En otra oportunidad, el funcionario afgano encargado de la ayuda encontró pruebas de fraude, pero esta vez nadie trató de ocultarlo. Después de buscar en vano un criadero de pollos, cerca de Jalalabad, que había recibido un financiamiento muy importante pero que no existía, ubicó a sus propietarios, los que le indicaron que la ruta hasta Kabul era muy larga. Habiéndolo interpretado como una amenaza de muerte si los denunciaba, guardó silencio y renunció a su puesto poco después.
Es cierto que la ayuda extranjera ha permitido la construcción de verdaderas escuelas y clínicas, pero la corrupción carcome todas las instituciones gubernamentales. En el plano militar, la corrupción se traduce en soldados “fantasmas” y en puestos de avanzada amenazados por la falta de alimentos y de municiones suficientes.

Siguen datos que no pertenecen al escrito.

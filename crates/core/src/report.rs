//! Analysis result types.
//!
//! An [`AnalysisResult`] is built fresh for every request. Every field has a
//! value from the start (sentinel strings, `0`, empty collections), so
//! renderers and formatters never have to deal with missing data.

use serde::Serialize;

/// Title or meta description that could not be found.
pub const NOT_FOUND: &str = "[NOT FOUND] Not found";

/// Main text when nothing readable was extracted.
pub const NO_CONTENT: &str = "[NOT FOUND] No readable content found.";

/// Title used for direct text input.
pub const UNTITLED: &str = "Untitled";

/// Meta description used for direct text input.
pub const NO_META_DESCRIPTION: &str = "No meta description";

/// User-facing message for every fetch failure.
pub const FETCH_FAILED: &str = "Website could not be found.";

/// Whether a title or description still carries the not-found sentinel.
pub fn is_not_found(value: &str) -> bool {
    value.to_lowercase().contains("not found")
}

/// Where the analysed content came from.
#[derive(Debug, Clone, PartialEq, Eq, Serialize)]
#[serde(tag = "kind", content = "value", rename_all = "snake_case")]
pub enum Source {
    Url(String),
    /// Local HTML file or `-` for stdin.
    File(String),
    DirectText,
}

impl Source {
    /// Host of a URL source without a leading `www.`.
    ///
    /// Falls back to stripping the scheme by hand when the URL does not parse.
    pub fn domain(&self) -> Option<String> {
        let Source::Url(raw) = self else { return None };

        let host = url::Url::parse(raw)
            .ok()
            .and_then(|parsed| parsed.host_str().map(str::to_string))
            .unwrap_or_else(|| {
                let without_scheme = raw.split_once("://").map_or(raw.as_str(), |(_, rest)| rest);
                without_scheme.split('/').next().unwrap_or_default().to_string()
            });

        match host.strip_prefix("www.") {
            Some(bare) => Some(bare.to_string()),
            None => Some(host),
        }
    }

    /// One-line description for report headers.
    pub fn describe(&self) -> String {
        match self {
            Source::Url(_) => format!("Analyzed Website: {}", self.domain().unwrap_or_default()),
            Source::File(path) => format!("Analyzed File: {}", path),
            Source::DirectText => "Analyzed Input: Direct Text".to_string(),
        }
    }
}

/// Metrics for one detected tab, accordion or panel.
#[derive(Debug, Clone, PartialEq, Serialize)]
pub struct SectionResult {
    pub label: String,
    pub word_count: usize,
    pub readability: f64,
    pub top_keywords: Vec<(String, usize)>,
    pub tfidf_keywords: Vec<(String, f64)>,
    pub noun_phrases: Vec<String>,
}

/// Everything computed for one analysed page or text.
#[derive(Debug, Clone, PartialEq, Serialize)]
pub struct AnalysisResult {
    pub title: String,
    pub meta_description: String,
    /// Main body text.
    pub text: String,
    pub word_count: usize,
    /// Flesch Reading Ease; `0.0` until computed.
    pub readability: f64,
    pub source: Source,
    pub error: Option<String>,
    pub top_keywords_freq: Vec<(String, usize)>,
    pub top_keywords_tfidf: Vec<(String, f64)>,
    pub noun_phrases: Vec<String>,
    pub recommendations: Vec<String>,
    pub sections: Vec<SectionResult>,
}

impl AnalysisResult {
    /// A result with every field at its sentinel or empty default.
    pub fn new(source: Source) -> Self {
        Self {
            title: NOT_FOUND.to_string(),
            meta_description: NOT_FOUND.to_string(),
            text: NO_CONTENT.to_string(),
            word_count: 0,
            readability: 0.0,
            source,
            error: None,
            top_keywords_freq: Vec::new(),
            top_keywords_tfidf: Vec::new(),
            noun_phrases: Vec::new(),
            recommendations: Vec::new(),
            sections: Vec::new(),
        }
    }

    /// Fresh result for a failed fetch: sentinels plus the fixed message.
    pub fn fetch_failed(source: Source) -> Self {
        Self { error: Some(FETCH_FAILED.to_string()), ..Self::new(source) }
    }

    pub fn is_error(&self) -> bool {
        self.error.is_some()
    }

    /// First `max_chars` characters of the main text, or `[NOT FOUND]`.
    pub fn preview(&self, max_chars: usize) -> String {
        if self.text.is_empty() { "[NOT FOUND]".to_string() } else { self.text.chars().take(max_chars).collect() }
    }
}
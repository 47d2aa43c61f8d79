//! Detection of tabbed, accordion and panel sub-sections.
//!
//! Content hidden behind tabs is still in the markup; each matching container
//! is analysed as its own section when it carries enough words.

use crate::parse::Document;

/// Structural selectors for tab, accordion and panel containers.
pub const SECTION_SELECTORS: &str =
    ".tab-content > div, .elementor-tab-content, .accordion-body, .panel-body, .tab-pane, section";

/// A section found in the page, before scoring.
#[derive(Debug, Clone, PartialEq)]
pub struct DetectedSection {
    pub label: String,
    pub text: String,
}

impl DetectedSection {
    pub fn word_count(&self) -> usize {
        self.text.split_whitespace().count()
    }
}

/// Finds sections with more than `min_words` words of visible text.
///
/// Labels come from the element referenced by `aria-labelledby`, its text
/// nodes trimmed and joined without a separator; otherwise "Section N", N being the 1-based position among all matched containers
/// (including those later discarded).
pub fn detect_sections(doc: &Document, min_words: usize) -> Vec<DetectedSection> {
    let Ok(containers) = doc.select(SECTION_SELECTORS) else {
        return Vec::new();
    };

    let mut sections = Vec::new();
    for (index, container) in containers.iter().enumerate() {
        let text = container.visible_text(" ");
        let words = text.split_whitespace().count();
        if words <= min_words {
            continue;
        }

        let label = container
            .attr("aria-labelledby")
            .and_then(|id| doc.element_by_id(id.trim()))
            .map(|el| el.visible_text("").split_whitespace().collect::<Vec<_>>().join(" "))
            .filter(|label| !label.is_empty())
            .unwrap_or_else(|| format!("Section {}", index + 1));

        tracing::debug!(label = %label, words, "section found");
        sections.push(DetectedSection { label, text });
    }

    sections
}

#[cfg(test)]
mod tests {
    use super::*;

    fn words(n: usize) -> String {
        (1..=n).map(|i| format!("word{}", i)).collect::<Vec<_>>().join(" ")
    }

    #[test]
    fn test_labelled_tab_pane() {
        let html = format!(
            r#"<html><body>
                <ul class="nav"><li><h3 id="tab-pricing">Pricing</h3></li></ul>
                <div class="tab-pane" aria-labelledby="tab-pricing"><p>{}</p></div>
            </body></html>"#,
            words(25)
        );
        let doc = Document::parse(&html).unwrap();
        let sections = detect_sections(&doc, 20);

        assert_eq!(sections.len(), 1);
        assert_eq!(sections[0].label, "Pricing");
        assert_eq!(sections[0].word_count(), 25);
    }

    #[test]
    fn test_label_text_nodes_join_without_space() {
        let html = format!(
            r#"<html><body>
                <h2 id="t">Pri<span>cing</span></h2>
                <h2 id="u"> Shipping   options </h2>
                <div class="tab-pane" aria-labelledby="t">{}</div>
                <div class="tab-pane" aria-labelledby="u">{}</div>
            </body></html>"#,
            words(25),
            words(25)
        );
        let doc = Document::parse(&html).unwrap();
        let sections = detect_sections(&doc, 20);

        assert_eq!(sections[0].label, "Pricing");
        assert_eq!(sections[1].label, "Shipping options");
    }

    #[test]
    fn test_positional_label_counts_discarded_candidates() {
        let html = format!(
            r#"<html><body>
                <section>too short</section>
                <section>{}</section>
            </body></html>"#,
            words(30)
        );
        let doc = Document::parse(&html).unwrap();
        let sections = detect_sections(&doc, 20);

        assert_eq!(sections.len(), 1);
        assert_eq!(sections[0].label, "Section 2");
    }

    #[test]
    fn test_exactly_threshold_is_dropped() {
        let html = format!(r#"<div class="accordion-body">{}</div>"#, words(20));
        let doc = Document::parse(&html).unwrap();
        assert!(detect_sections(&doc, 20).is_empty());
    }

    #[test]
    fn test_dangling_aria_reference_uses_position() {
        let html = format!(r#"<div class="panel-body" aria-labelledby="nope">{}</div>"#, words(21));
        let doc = Document::parse(&html).unwrap();
        let sections = detect_sections(&doc, 20);
        assert_eq!(sections[0].label, "Section 1");
    }

    #[test]
    fn test_tab_content_children() {
        let html = format!(
            r#"<div class="tab-content"><div>{}</div><div>{}</div></div>"#,
            words(22),
            words(3)
        );
        let doc = Document::parse(&html).unwrap();
        let sections = detect_sections(&doc, 20);
        assert_eq!(sections.len(), 1);
        assert_eq!(sections[0].label, "Section 1");
    }
}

Nada de esto es nuevo. Cuando, a lo largo de los años, visitaba Kabul u otras ciudades, tuve siempre la impresión de que el apoyo a los talibanes era limitado, pero que todo el mundo consideraba a los funcionarios como parásitos a los que había que evitar o, si no, sobornar. En Kabul, un próspero agente inmobiliario –en principio, un sector poco propenso a los cambios radicales- me dijo que era imposible que un sistema tan impregnado de corrupción «pudiera mantenerse sin una revolución».
Tras el fracaso del gobierno, los talibanes confían en que podrán volver al poder dentro de un año. Esta perspectiva aterroriza a mucha gente. ¿Cuál será la reacción de los 4 millones de habitantes de la minoría hazara, por ejemplo, que son chiítas y se sienten cercanos a Irán? A principios de este año, en Kabul, 85 niñas hazaras y sus maestras murieron víctimas de un atentado con bombas a la salida de la escuela. Como en 2001, la guerra eterna en Afganistán está lejos de terminar. (Artículo publicado en Counterpunch, 13-7-2021: https://www.counterpunch.org/)
* Patrick Cockburn es autor de War in the Age of Trump, Verso, 2020.